# I. Introduction
# II. Preparing Data
# III. Estimates
# IV. Standard Error of Estimates
# V. Applications

# I. Introduction

## a. ACS and PUMS

The American Community Survey (ACS) produced by the U.S. Census Bureau is an incredbly popular data product with a wide range of applications. ACS surveys U.S. residents on a rolling basis, aiming to sample at least 1% of the U.S. population each year. 

Individual survey responses to the ACS are aggregated into particular geographies. The smallest geographies are known as Census Blocks and Census Tracts. Census Blocks are the smallest geographic unit, containing between 600 and 3,000 people; Census Tracts are made up of Census Blocks, and contain between 2,500 and 8,000 people. 
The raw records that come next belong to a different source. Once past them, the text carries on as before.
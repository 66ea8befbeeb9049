//! API Routes
//!
//! Route handlers organized by functionality.

pub mod health;
pub mod operations;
Importantly, the ACS does not primarily provide characteristics of people; it provides characteristics of geographies. 

The PUMS dataset, on the other hand, is a disaggregated form of the ACS. While the ACS provides characteristics of geographies (such as median income, racial composistion, etc., of the geography), PUMS provides the actual, individual responses to the ACS (with some limitations, described below). 

The responses represented in PUMS are aggregated at a geography known as a Public Use Microsample Area (PUMA). PUMAs contain around 100,000 people.

## b. Advantages PUMS

Because PUMS represents actual survey responses, it is hypothetically possible to build cross-tabulations that are not possible with normal ACS data. For instance, with normal ACS data one is able to identify the median income and racial composition of a geography, but it is not necessarily possible to derive the median income by race for that geography.
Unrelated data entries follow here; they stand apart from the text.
//! Configuration System
//!
//! Handles loading configuration from files and environment variables.
//! Supports TOML config files and `FLEETQL_*` environment overrides.

use serde::Deserialize;
use std::path::{Path, PathBuf};
use std::sync::Arc;
use std::time::Duration;

use crate::collection::CollectionEngine;
use crate::ops::{OperationSettings, Operations};
use crate::source::{HttpSource, InMemorySource, RecordSource, SourceResult};

/// Main configuration structure
#[derive(Debug, Clone, Default, Deserialize)]
pub struct Config {
    #[serde(default)]
    pub engine: EngineConfig,

    #[serde(default)]
    pub source: SourceConfig,

    #[serde(default)]
    pub api: ApiConfig,

    #[serde(default)]
    pub logging: LoggingConfig,
}

/// Query engine limits
#[derive(Debug, Clone, Deserialize)]
pub struct EngineConfig {
    #[serde(default = "default_max_page_size")]
    pub max_page_size: usize,

    #[serde(default = "default_page_size")]
    pub default_page_size: usize,

    #[serde(default = "default_bulk_row_cap")]
    pub bulk_row_cap: usize,

    #[serde(default = "default_export_buffer_rows")]
    pub export_buffer_rows: usize,

    #[serde(default = "default_fetch_timeout")]
    pub fetch_timeout_secs: u64,
}

fn default_max_page_size() -> usize {
    1000
}

fn default_page_size() -> usize {
    1000
}

fn default_bulk_row_cap() -> usize {
    100_000
}

fn default_export_buffer_rows() -> usize {
    256
}

fn default_fetch_timeout() -> u64 {
    30
}

impl Default for EngineConfig {
    fn default() -> Self {
        Self {
            max_page_size: default_max_page_size(),
            default_page_size: default_page_size(),
            bulk_row_cap: default_bulk_row_cap(),
            export_buffer_rows: default_export_buffer_rows(),
            fetch_timeout_secs: default_fetch_timeout(),
        }
    }
}

impl EngineConfig {
    /// Paging engine with these limits
    pub fn collection_engine(&self) -> CollectionEngine {
        CollectionEngine::new(self.max_page_size, self.default_page_size)
    }

    /// Dispatch settings with these limits
    pub fn operation_settings(&self) -> OperationSettings {
        OperationSettings {
            bulk_row_cap: self.bulk_row_cap.max(1),
            export_buffer_rows: self.export_buffer_rows.max(1),
            fetch_timeout: Duration::from_secs(self.fetch_timeout_secs.max(1)),
        }
    }
}

/// Where records come from
#[derive(Debug, Clone, Copy, PartialEq, Eq, Deserialize)]
#[serde(rename_all = "lowercase")]
pub enum SourceBackend {
    /// JSON fixture file loaded into memory
    Fixture,
    /// Upstream REST service
    Http,
}

/// Record source configuration
#[derive(Debug, Clone, Deserialize)]
pub struct SourceConfig {
    #[serde(default = "default_backend")]
    pub backend: SourceBackend,

    #[serde(default)]
    pub fixture_path: Option<String>,

    #[serde(default = "default_base_url")]
    pub base_url: String,
}

fn default_backend() -> SourceBackend {
    SourceBackend::Fixture
}

fn default_base_url() -> String {
    "http://localhost:8090/ws/v1".to_string()
}

impl Default for SourceConfig {
    fn default() -> Self {
        Self {
            backend: default_backend(),
            fixture_path: None,
            base_url: default_base_url(),
        }
    }
}

impl SourceConfig {
    /// Build the configured record source
    pub fn build(&self, timeout: Duration) -> SourceResult<Arc<dyn RecordSource>> {
        match self.backend {
            SourceBackend::Fixture => match &self.fixture_path {
                Some(path) => Ok(Arc::new(InMemorySource::load(Path::new(path))?)),
                None => {
                    tracing::warn!("No fixture_path configured, serving an empty fleet");
                    Ok(Arc::new(InMemorySource::new()))
                }
            },
            SourceBackend::Http => Ok(Arc::new(HttpSource::new(&self.base_url, timeout)?)),
        }
    }
}

/// API server configuration
#[derive(Debug, Clone, Deserialize)]
pub struct ApiConfig {
    #[serde(default = "default_host")]
    pub host: String,

    #[serde(default = "default_port")]
    pub port: u16,
}

fn default_host() -> String {
    "0.0.0.0".to_string()
}

fn default_port() -> u16 {
    8086
}

impl Default for ApiConfig {
    fn default() -> Self {
        Self {
            host: default_host(),
            port: default_port(),
        }
    }
}

impl ApiConfig {
    /// Socket address string
    pub fn addr(&self) -> String {
        format!("{}:{}", self.host, self.port)
    }
}

/// Logging configuration
#[derive(Debug, Clone, Deserialize)]
pub struct LoggingConfig {
    #[serde(default = "default_log_level")]
    pub level: String,

    #[serde(default = "default_log_format")]
    pub format: String,
}

fn default_log_level() -> String {
    "info".to_string()
}

fn default_log_format() -> String {
    "pretty".to_string()
}

impl Default for LoggingConfig {
    fn default() -> Self {
        Self {
            level: default_log_level(),
            format: default_log_format(),
        }
    }
}

impl Config {
    /// Load configuration from a file
    pub fn load(path: &Path) -> Result<Self, ConfigError> {
        let content = std::fs::read_to_string(path).map_err(|e| ConfigError::Io {
            path: path.to_path_buf(),
            error: e.to_string(),
        })?;

        let config: Config = toml::from_str(&content).map_err(|e| ConfigError::Parse {
            path: path.to_path_buf(),
            error: e.to_string(),
        })?;

        Ok(config)
    }

    /// Operation dispatcher over the configured source and limits
    pub fn operations(&self) -> SourceResult<Operations> {
        let settings = self.engine.operation_settings();
        let source = self.source.build(settings.fetch_timeout)?;
        Ok(Operations::new(source, self.engine.collection_engine(), settings))
    }

    /// Load configuration from environment variables only
    pub fn from_env() -> Self {
        let mut config = Config::default();
        config.apply_env_overrides();
        config
    }

    /// Load configuration with environment variable overrides
    pub fn load_with_env(path: &Path) -> Result<Self, ConfigError> {
        let mut config = Self::load(path)?;
        config.apply_env_overrides();
        Ok(config)
    }

    /// Load from default locations or environment
    pub fn load_default() -> Self {
        let config_paths = [
            dirs::config_dir().map(|p| p.join("fleetql").join("config.toml")),
            Some(PathBuf::from("/etc/fleetql/config.toml")),
            Some(PathBuf::from("./config.toml")),
        ];

        for path in config_paths.iter().flatten() {
            if path.exists() {
                match Self::load_with_env(path) {
                    Ok(config) => {
                        tracing::info!("Loaded config from {:?}", path);
                        return config;
                    }
                    Err(e) => {
                        tracing::warn!("Failed to load config from {:?}: {}", path, e);
                    }
                }
            }
        }

        tracing::info!("Using default config with environment overrides");
        Self::from_env()
    }

    fn apply_env_overrides(&mut self) {
        self.apply_overrides(|key| std::env::var(key).ok());
    }

    /// Apply overrides from a key lookup
    fn apply_overrides(&mut self, var: impl Fn(&str) -> Option<String>) {
        fn parsed<T: std::str::FromStr>(value: Option<String>) -> Option<T> {
            value.and_then(|v| v.trim().parse().ok())
        }

        // Engine
        if let Some(n) = parsed(var("FLEETQL_MAX_PAGE_SIZE")) {
            self.engine.max_page_size = n;
        }
        if let Some(n) = parsed(var("FLEETQL_DEFAULT_PAGE_SIZE")) {
            self.engine.default_page_size = n;
        }
        if let Some(n) = parsed(var("FLEETQL_BULK_ROW_CAP")) {
            self.engine.bulk_row_cap = n;
        }
        if let Some(n) = parsed(var("FLEETQL_FETCH_TIMEOUT_SECS")) {
            self.engine.fetch_timeout_secs = n;
        }

        // Source
        match var("FLEETQL_SOURCE").as_deref().map(str::trim) {
            Some("fixture") => self.source.backend = SourceBackend::Fixture,
            Some("http") => self.source.backend = SourceBackend::Http,
            Some(other) => tracing::warn!("Ignoring unknown FLEETQL_SOURCE '{}'", other),
            None => {}
        }
        if let Some(path) = var("FLEETQL_FIXTURE") {
            self.source.fixture_path = Some(path);
        }
        if let Some(url) = var("FLEETQL_BASE_URL") {
            self.source.base_url = url;
        }

        // API
        if let Some(host) = var("FLEETQL_API_HOST") {
            self.api.host = host;
        }
        if let Some(port) = parsed(var("FLEETQL_API_PORT")) {
            self.api.port = port;
        }

        // Logging
        if let Some(level) = var("FLEETQL_LOG_LEVEL") {
            self.logging.level = level;
        }
        if let Some(format) = var("FLEETQL_LOG_FORMAT") {
            self.logging.format = format;
        }
    }
}

/// Configuration errors
#[derive(Debug, thiserror::Error)]
pub enum ConfigError {
    #[error("Failed to read config file {path:?}: {error}")]
    Io { path: PathBuf, error: String },

    #[error("Failed to parse config file {path:?}: {error}")]
    Parse { path: PathBuf, error: String },
}

/// Generate a default config file content
pub fn generate_default_config() -> String {
    r#"# fleetql Configuration
#
# Environment variables override these settings:
# - FLEETQL_MAX_PAGE_SIZE, FLEETQL_DEFAULT_PAGE_SIZE
# - FLEETQL_BULK_ROW_CAP, FLEETQL_FETCH_TIMEOUT_SECS
# - FLEETQL_SOURCE, FLEETQL_FIXTURE, FLEETQL_BASE_URL
# - FLEETQL_API_HOST, FLEETQL_API_PORT
# - FLEETQL_LOG_LEVEL, FLEETQL_LOG_FORMAT

[engine]
# Largest page a caller may request
max_page_size = 1000

# Page size when the caller gives none
default_page_size = 1000

# Maximum rows in one bulk export
bulk_row_cap = 100000

# CSV lines rendered ahead of a slow reader
export_buffer_rows = 256

# Bound on each record source call (seconds)
fetch_timeout_secs = 30

[source]
# Record source: fixture (JSON file) or http (upstream service)
backend = "fixture"

# Fixture file mapping resource names to record arrays
# fixture_path = "./fixtures/fleet.json"

# Upstream base URL for the http backend
base_url = "http://localhost:8090/ws/v1"

[api]
# API server host
host = "0.0.0.0"

# API server port
port = 8086

[logging]
# Log level: trace, debug, info, warn, error
level = "info"

# Log format: pretty (for development) or json (for production)
format = "pretty"
"#
    .to_string()
}

#[cfg(test)]
mod tests {
    use super::*;
    use std::collections::HashMap;
    use std::io::Write;
    use tempfile::NamedTempFile;

    #[test]
    fn test_generated_config_parses_to_defaults() {
        let config: Config = toml::from_str(&generate_default_config()).unwrap();
        let defaults = Config::default();

        assert_eq!(config.engine.max_page_size, defaults.engine.max_page_size);
        assert_eq!(config.engine.bulk_row_cap, defaults.engine.bulk_row_cap);
        assert_eq!(config.source.backend, SourceBackend::Fixture);
        assert_eq!(config.source.base_url, defaults.source.base_url);
        assert_eq!(config.api.port, defaults.api.port);
        assert_eq!(config.logging.format, "pretty");
    }

    #[test]
    fn test_load_partial_file() {
        let mut file = NamedTempFile::new().unwrap();
        writeln!(file, "[engine]\nmax_page_size = 50\n\n[source]\nbackend = \"http\"").unwrap();

        let config = Config::load(file.path()).unwrap();
        assert_eq!(config.engine.max_page_size, 50);
        assert_eq!(config.engine.default_page_size, 1000);
        assert_eq!(config.source.backend, SourceBackend::Http);
        assert_eq!(config.engine.collection_engine().clamp_size(None), 50);
    }

    #[test]
    fn test_load_errors() {
        let err = Config::load(Path::new("/nonexistent/fleetql.toml")).unwrap_err();
        assert!(matches!(err, ConfigError::Io { .. }));

        let mut file = NamedTempFile::new().unwrap();
        writeln!(file, "[engine\nbroken").unwrap();
        assert!(matches!(Config::load(file.path()).unwrap_err(), ConfigError::Parse { .. }));
    }

    #[test]
    fn test_overrides() {
        let vars: HashMap<&str, &str> = [
            ("FLEETQL_MAX_PAGE_SIZE", "25"),
            ("FLEETQL_SOURCE", "http"),
            ("FLEETQL_BASE_URL", "http://upstream"),
            ("FLEETQL_API_PORT", "not-a-port"),
            ("FLEETQL_LOG_FORMAT", "json"),
        ]
        .into_iter()
        .collect();

        let mut config = Config::default();
        config.apply_overrides(|key| vars.get(key).map(|v| v.to_string()));

        assert_eq!(config.engine.max_page_size, 25);
        assert_eq!(config.source.backend, SourceBackend::Http);
        assert_eq!(config.source.base_url, "http://upstream");
        assert_eq!(config.api.port, 8086);
        assert_eq!(config.logging.format, "json");
    }

    #[test]
    fn test_fixture_source_from_config() {
        let mut file = NamedTempFile::new().unwrap();
        write!(file, r#"{{"devices": [{{"id": "d1", "name": "edge"}}]}}"#).unwrap();

        let mut config = Config::default();
        config.source.fixture_path = Some(file.path().display().to_string());
        let ops = config.operations().unwrap();
        assert_eq!(ops.source_name(), "memory");

        config.source.fixture_path = Some("/nonexistent/fleet.json".to_string());
        assert!(config.operations().is_err());

        config.source.backend = SourceBackend::Http;
        assert_eq!(config.operations().unwrap().source_name(), "http");
    }

    #[test]
    fn test_operation_settings_floor() {
        let engine = EngineConfig {
            bulk_row_cap: 0,
            fetch_timeout_secs: 0,
            ..EngineConfig::default()
        };
        let settings = engine.operation_settings();
        assert_eq!(settings.bulk_row_cap, 1);
        assert_eq!(settings.fetch_timeout, Duration::from_secs(1));
    }
}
Because PUMS are actual survey responses, one can build any number of cross-tabulations of individual characteristics by PUMA. For example, PUMS may allow an estimate of the median income by race and age for a PUMA.

## c. Limitations of PUMS

There are three primary limtations of PUMS: (1) privacy protection measures limit the utility of the data; (2) the PUMS data file is cumbersome and not easy to interpret; and (3) deriving useful information from the PUMS requires complex calculations due to sampling methodologies. Each of these measures is discussed below.

### (1) Privacy limitations

The Census takes two primary measures to protect respondent identies: top-coding or bottom-coding survey responses; and aggregating responses to the large PUMA geographies.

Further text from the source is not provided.